Updated: Jul 23
Singapore is the smartest city in the world, according to the IMD’s inaugural Smart City Index. What is a Smart City, you might ask? A Smart City refers to the use of information and communication technology (ICT) to improve operational efficiency, share information with the public and provide a better quality of government service and citizen welfare. The aim is to create a city powered by digital innovation and technology that responds to citizens’ ever-changing needs. Here we break down the various innovations that have launched Singapore into becoming the proud Smart City it is today.
Spanish entrepreneur Bruno Navarro is the CEO of Smartcity Projects, a Singapore-based company that specialises in building smart infrastructure technologies. Their biggest project to date is the launch of Singapore’s first automated underground bicycle parking system at Kampung Admiralty integrated development in 2018, which was built in collaboration with the Land Transport Authority (LTA).
Biceberg is a patented, intelligent, automatic bicycle parking system that stores bicycles and other belongings safely within individual cells. The storage compartment comes with specific sensors that ensure that no unwanted elements or living beings are introduced inside the system, and it provides an efficient and friendly solution to today’s users’ needs for a healthy and non-contaminating urban methods of transport. The access booths were designed to blend seamlessly into the surroundings, bringing functionality as an aesthetic to the urban landscape in an integrated manner.
Despite the innovative nature of the solution, the project ultimately failed to gain enough traction from the community. On average, only three of its 500 lots were used daily between February 2018 and September 2019, and fewer than five monthly passes were purchased on average. After a short 2 years of testing, the project eventually had to cease operations. Navarro explained that this could be largely attributed to poor location planning. Firstly, the project was installed next to Admiralty MRT station, where there are several free surface-level bicycle parking slots available. Furthermore, the underground system was located 5 minutes away from the station, and was only accessible by climbing a flight of stairs first. The hassle of carrying a bicycle to a further location only to pay for it ultimately led to the downfall of the project.

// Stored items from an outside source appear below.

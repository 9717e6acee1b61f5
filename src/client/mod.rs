//! Client connector.
//!
//! # Components
//!
//! | Type | Description |
//! |------|-------------|
//! | [`TcpClient`] | Outbound connection with retrying connect |
//! | [`ClientBuilder`] | Fluent configuration builder |
//! | [`ClientOptions`] | Connector options |
//! | [`RetryPolicy`] | Connect-failure recovery rule |

// ============================================================================
// Submodules
// ============================================================================

/// Fluent builder pattern for client configuration.
pub mod builder;

/// Core client implementation.
pub mod core;

/// Client options.
pub mod options;

/// Connect retry policy.
pub mod retry;

// ============================================================================
// Re-exports
// ============================================================================

pub use builder::ClientBuilder;
pub use core::{ClientState, TcpClient};
pub use options::ClientOptions;
pub use retry::{RetryDecision, RetryPolicy};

However, this setback did not discourage Navarro from continuing on his pursuit to introduce new ways to make Singapore a smart city. His next project is bringing in ecoGranic, a patented precast concrete pavement of high strength that actively removes pollutants from the atmosphere, such as nitrogen oxides and volatile organic compounds present in haze, industrial and transportation fumes. It works in a similar way as plants use photosynthesis. A natural oxidation process turns the polluting gases into elements that are harmless to health and at the same time beneficial to our environment. To put things into perspective, if the surface of a football field was paved with this product, the pollution generated by more than 4,000 vehicles per year would be eliminated. Smartcity Projects estimates that 2 million square metres of ecoGranic installation is required to purify the contamination produced by all of Singapore. This will make it the first country in the world to have zero atmospheric pollutants. According to Navarro, they are currently in talks with HDB to launch a pilot instalment, possibly at an MRT station.
Building a smart city is a major undertaking, but beyond that, governments will have to look at how to make their smart cities sustainable as well. Smart and sustainable urban development requires a collaborative approach from the government, private sector, consumers, and even between cities globally for it to be successful. Singapore has managed to achieve this through an open data ecosystem. When data is publicly available, residents and businesses are able to collaborate on smart city innovations that meet the needs of the population more effectively. Singapore is sure to continue to grow in providing a sustainable, healthy and vibrant environment for citizens to thrive in.